Chances are you already have two, maybe three Web browsers on your computer. Do you need another? Google (STOCK QUOTE: GOOG) thinks so.
The Web giant unveiled Chrome in late September to immediate fanfare, and users are already discovering its benefits.
The application itself not only loads much faster than other browsers, it crushes other web pages in speed tests. Chrome performs more than 10 times faster than Firefox and 50 times faster than Internet Explorer (STOCK QUOTE: MSFT), based on how fast a browser reads Java script, the language many websites are written in. To perform the test yourself, you can visit http://code.google.com/apis/v8/run.html.
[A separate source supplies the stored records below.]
// Command templates as the production factory renders them

use crate::common::assertions::*;
use crate::common::helpers::cmd_to_string;
use std::path::PathBuf;
use webvariants::config::ToolsConfig;
use webvariants::engine::{
    CommandFactory, EnabledVariants, FfmpegCommands, JobKind, PosterSize, RunConfig,
};

fn render(kind: JobKind, has_audio: bool) -> String {
    let run = RunConfig::new(
        PathBuf::from("/videos/trip.mov"),
        EnabledVariants::all(),
        has_audio,
    )
    .unwrap();
    cmd_to_string(&FfmpegCommands::default().command(kind, &run))
}

#[test]
fn test_every_ffmpeg_job_shares_the_prefix() {
    for kind in JobKind::catalog() {
        if matches!(kind, JobKind::PosterOptimize(_)) {
            continue;
        }
        let cmd = render(kind, true);
        assert!(
            cmd.starts_with("ffmpeg -hide_banner -loglevel error -y -i "),
            "{kind}: {cmd}"
        );
    }
}

#[test]
fn test_audio_clause_follows_probe() {
    for kind in [
        JobKind::Webm,
        JobKind::H265,
        JobKind::H264,
        JobKind::H264p360,
        JobKind::Dash,
    ] {
        let with_audio = render(kind, true);
        assert_cmd_contains(&with_audio, "-map 0:a:0");
        assert_cmd_not_contains(&with_audio, " -an ");

        let silent = render(kind, false);
        assert_cmd_contains(&silent, " -an ");
        assert_cmd_not_contains(&silent, "0:a:0");
    }
}

#[test]
fn test_encoder_choices() {
    assert_cmd_has_flag_value(&render(JobKind::Webm, true), "-c:v", "libvpx-vp9");
    assert_cmd_has_flag_value(&render(JobKind::Webm, true), "-c:a", "libopus");
    assert_cmd_has_flag_value(&render(JobKind::H265, true), "-c:v", "libx265");
    assert_cmd_has_flag_value(&render(JobKind::H265, true), "-tag:v", "hvc1");
    assert_cmd_has_flag_value(&render(JobKind::H264, true), "-c:v", "libx264");
    assert_eq!(get_flag_value(&render(JobKind::H264, true), "-crf"), Some("23"));
}

#[test]
fn test_scaled_h264_heights() {
    assert_cmd_not_contains(&render(JobKind::H264, false), "scale=");
    assert_cmd_has_flag_value(&render(JobKind::H264p720, false), "-vf", "scale=-2:720");
    assert_cmd_has_flag_value(&render(JobKind::H264p480, false), "-vf", "scale=-2:480");
    assert_cmd_has_flag_value(&render(JobKind::H264p360, false), "-vf", "scale=-2:360");
}

#[test]
fn test_outputs_land_in_sibling_directory() {
    assert!(render(JobKind::Webm, true).ends_with(" /videos/trip/trip.webm"));
    assert!(render(JobKind::H265, true).ends_with(" /videos/trip/trip.mp4"));
    assert!(render(JobKind::H264p480, true).ends_with(" /videos/trip/trip_480p.mp4"));
    assert!(render(JobKind::Dash, true).ends_with(" /videos/trip/dash/manifest.mpd"));
    assert!(render(JobKind::PosterExtract, true).ends_with(" /videos/trip/trip-poster.jpg"));
}

#[test]
fn test_hls_ladder_maps_audio_per_rendition() {
    let with_audio = render(JobKind::Hls, true);
    assert_cmd_contains(&with_audio, "-var_stream_map v:0,a:0 v:1,a:1 v:2,a:2 v:3,a:3 ");
    assert_cmd_has_flag_value(&with_audio, "-master_pl_name", "master.m3u8");
    assert_cmd_contains(&with_audio, "/videos/trip/hls/%v/playlist.m3u8");

    let silent = render(JobKind::Hls, false);
    assert_cmd_contains(&silent, "-var_stream_map v:0 v:1 v:2 v:3 ");
    assert_cmd_not_contains(&silent, "a:0");
}

#[test]
fn test_poster_chain_reads_the_extracted_frame() {
    let resize = render(JobKind::PosterResize(PosterSize::P720), true);
    assert_cmd_has_flag_value(&resize, "-i", "/videos/trip/trip-poster.jpg");
    assert!(resize.ends_with(" /videos/trip/trip-poster-720p.jpg"));

    let optimize = render(JobKind::PosterOptimize(PosterSize::P360), true);
    assert_eq!(
        optimize,
        "guetzli /videos/trip/trip-poster-360p.jpg /videos/trip/trip-poster-360p.optimized.jpg"
    );
}

#[test]
fn test_configured_tool_names_are_used() {
    let tools = ToolsConfig {
        ffmpeg: "/opt/ffmpeg/bin/ffmpeg".to_string(),
        optimizer: "jpeg-shrink".to_string(),
        ..ToolsConfig::default()
    };
    let factory = FfmpegCommands::new(tools);
    let run = RunConfig::new(PathBuf::from("/v/a.mp4"), EnabledVariants::all(), false).unwrap();

    let webm = factory.command(JobKind::Webm, &run);
    assert_eq!(webm.get_program(), "/opt/ffmpeg/bin/ffmpeg");
    let optimize = factory.command(JobKind::PosterOptimize(PosterSize::P480), &run);
    assert_eq!(optimize.get_program(), "jpeg-shrink");
}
Google isn’t interested in speed alone. They also built a more stable browser to avoid annoying and inexplicable crashes. According to Google, the inherent problem with all browsers is that they are single-threaded. That means, no matter how many windows or tabs you have open, they’re all tied together. Google has altered that functionality and created a multi-threaded browser. Now, each time you open a new page you are, essentially, opening a new browser. If that page crashes, it only crashes that page. The rest of your pages remain open.
With a Google account, users gain access to free applications, including documents, calendars, and email. Chrome also enables users to place application shortcuts on their desktop that directly open tools like Google Maps or Finance.
It’s Browser War
Chrome is a direct assault on Internet Explorer, but it may also hurt Firefox. The 2005/2006 Independent Auditors' Report for the Mozilla Foundation shows that 85% of Firefox’s search royalties came from Google. Losing a portion of that funding would directly affect their bottom line.
Should You Switch?
The initial set up is easy. Chrome imports your bookmarks and allows you to choose your default search engine. It also offers users an option to surf the web in “incognito mode,” promotes “safe browsing,” “instant bookmarks,” and “simpler downloads.” There are still plenty of features missing, though. RSS feeds are the most blatantly absent, and Firefox users will miss all of those nifty add-ons that allow you to customize your browser.
Regardless, Chrome is a wonderful, fast new tool and yet another chance for Google to shape the web.